Nottaway Plantation held its second annual wine walk a couple of weeks ago. I fell in love with this white castle when I was a young girl in 1980. It had been restored and opened to the public for tours. My parents and I took a road trip and we were some of the first visitors through their renovated doors.

 

So, when I saw on social media that Nottaway was having a wine walk, I wanted to go. Problem was I know nothing about wine and didn’t want to go alone. Enter my birthday sister Trina. When I asked if she would go, she was all in. And even though the home was serving heavy hor dourves, we made it fun, by bringing our own: Plain and Barbecue Vienna Sausage. You know, real foodie minds have tried to answer the question for years: Which wine to serve with Vienna Sausage?

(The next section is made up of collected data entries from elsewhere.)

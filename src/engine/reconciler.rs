use futures::FutureExt;
use std::any::Any;
use std::panic::{catch_unwind, AssertUnwindSafe};
use std::sync::Arc;
use tokio::sync::Semaphore;
use tokio::task::JoinSet;
use tracing::{info, info_span, instrument, warn, Instrument};

use crate::address::CanonicalAddress;
use crate::balances::Category;
use crate::chains::{Chain, ChainDirectory};
use crate::engine::check::run_balance_check;
use crate::engine::handle::ReconcileHandle;
use crate::engine::reporter::CheckReporter;
use crate::engine::result::AggregateResult;
use crate::error::{CheckContext, CheckError, CheckFailure, ReconcileError};
use crate::sources::{BalanceSource, NodeSourceFactory};

pub const DEFAULT_MAX_CONCURRENT_CHECKS: usize = 32;

/// Schedules one check per (chain, category) and joins them all.
///
/// The node is the reference side ("expected"), the aggregator is the side
/// under validation ("actual"). Checks are isolated from each other: a
/// failure in one pair never aborts or delays another beyond the shared
/// concurrency limit. The limit is engine-wide, so concurrent runs share it.
pub struct ReconciliationEngine {
    directory: ChainDirectory,
    aggregator: Arc<dyn BalanceSource>,
    nodes: Arc<dyn NodeSourceFactory>,
    reporter: Arc<dyn CheckReporter>,
    limiter: Arc<Semaphore>,
}

impl ReconciliationEngine {
    pub fn new(
        directory: ChainDirectory,
        aggregator: Arc<dyn BalanceSource>,
        nodes: Arc<dyn NodeSourceFactory>,
        reporter: Arc<dyn CheckReporter>,
    ) -> Self {
        Self {
            directory,
            aggregator,
            nodes,
            reporter,
            limiter: Arc::new(Semaphore::new(DEFAULT_MAX_CONCURRENT_CHECKS)),
        }
    }

    pub fn with_max_concurrent_checks(mut self, limit: usize) -> Self {
        self.limiter = Arc::new(Semaphore::new(limit.max(1)));
        self
    }

    pub fn directory(&self) -> &ChainDirectory {
        &self.directory
    }

    #[instrument(skip_all, fields(address = %address))]
    pub async fn reconcile(
        &self,
        address: &CanonicalAddress,
    ) -> Result<AggregateResult, ReconcileError> {
        let chains = self.directory.list_checkable_chains().await?;
        Ok(self.reconcile_chains(&chains, address).await)
    }

    /// Run every check for `chains`. Returns only once all `3 × chains`
    /// checks have completed.
    #[instrument(skip_all, fields(address = %address, chains = chains.len()))]
    pub async fn reconcile_chains(
        &self,
        chains: &[Chain],
        address: &CanonicalAddress,
    ) -> AggregateResult {
        let mut checks = JoinSet::new();

        for chain in chains {
            let node = self.nodes.for_chain(chain);

            for category in Category::ALL {
                let job = CheckJob {
                    category,
                    chain: chain.name.clone(),
                    address: address.clone(),
                    expected: Arc::clone(&node),
                    actual: Arc::clone(&self.aggregator),
                    reporter: Arc::clone(&self.reporter),
                    limiter: Arc::clone(&self.limiter),
                };
                let span = info_span!("check", chain = %chain.name, check = category.check_name());
                checks.spawn(job.run().instrument(span));
            }
        }

        let checks_run = checks.len();
        let mut errors = Vec::new();

        while let Some(joined) = checks.join_next().await {
            match joined {
                Ok(Ok(())) => {}
                Ok(Err(err)) => errors.push(err),
                Err(e) => warn!(error = %e, "check task did not complete"),
            }
        }

        info!(
            checks = checks_run,
            failures = errors.len(),
            "reconciliation finished"
        );

        AggregateResult::new(address.clone(), chains.len(), checks_run, errors)
    }

    /// Start `reconcile` in the background and return a handle to it.
    pub fn spawn(self: &Arc<Self>, address: CanonicalAddress) -> ReconcileHandle {
        let engine = Arc::clone(self);
        ReconcileHandle::new(tokio::spawn(async move {
            engine.reconcile(&address).await
        }))
    }

    /// Like `spawn`, for chains the caller already resolved.
    pub fn spawn_for_chains(
        self: &Arc<Self>,
        chains: Vec<Chain>,
        address: CanonicalAddress,
    ) -> ReconcileHandle {
        let engine = Arc::clone(self);
        ReconcileHandle::new(tokio::spawn(async move {
            Ok(engine.reconcile_chains(&chains, &address).await)
        }))
    }
}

Eight stations for wine tastes were set up in the beautiful home. We test tasted sips of different wines and only the sommelier at table five gave us legit suggestions as to which wines would go better with Vienna Sausage.  There was a sparkling Brut Rose from J Vineyards that was just lovely to sip. Another  I liked was an inexpensive Charles Smith called Kung Fu Girl Riesling. So, to answer the question of which to serve with your chicken meat sticks, go with a sparkling white wine or rose.

This past weekend, we had an early Thanksgiving at my farmhouse. This year is the only time that all three of my sons will be in their twenties, so to commemorate that milestone, pictures were taken. Out to the big barn we all went.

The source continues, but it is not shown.